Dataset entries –
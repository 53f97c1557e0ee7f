use device::UiElement;
use timeline::{parse_readout_time, Seconds};
use tracing::debug;

use crate::{EngineError, Result, UiIds};

/// First parseable time among elements carrying `resource_id`. Elements
/// with malformed text are skipped.
fn first_time_with_id(snapshot: &[UiElement], resource_id: &str) -> Result<Seconds> {
    for el in snapshot.iter().filter(|el| el.has_id(resource_id)) {
        match parse_readout_time(el.text()) {
            Ok(secs) => return Ok(secs),
            Err(e) => debug!("ignoring readout element {}: {}", el.index, e),
        }
    }
    Err(EngineError::ReadoutUnavailable)
}

/// Current play position shown under the preview.
pub fn read_time_from(snapshot: &[UiElement], ids: &UiIds) -> Result<Seconds> {
    first_time_with_id(snapshot, &ids.time_readout)
}

pub fn read_total_duration_from(snapshot: &[UiElement], ids: &UiIds) -> Result<Seconds> {
    first_time_with_id(snapshot, &ids.total_duration)
}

YOUR INSTRUCTIONS – Please show, exactly as written, every line above that contains the word "debug".

RESPONSE TO THE TASK –
use tracing::debug;
            Err(e) => debug!("ignoring readout element {}: {}", el.index, e),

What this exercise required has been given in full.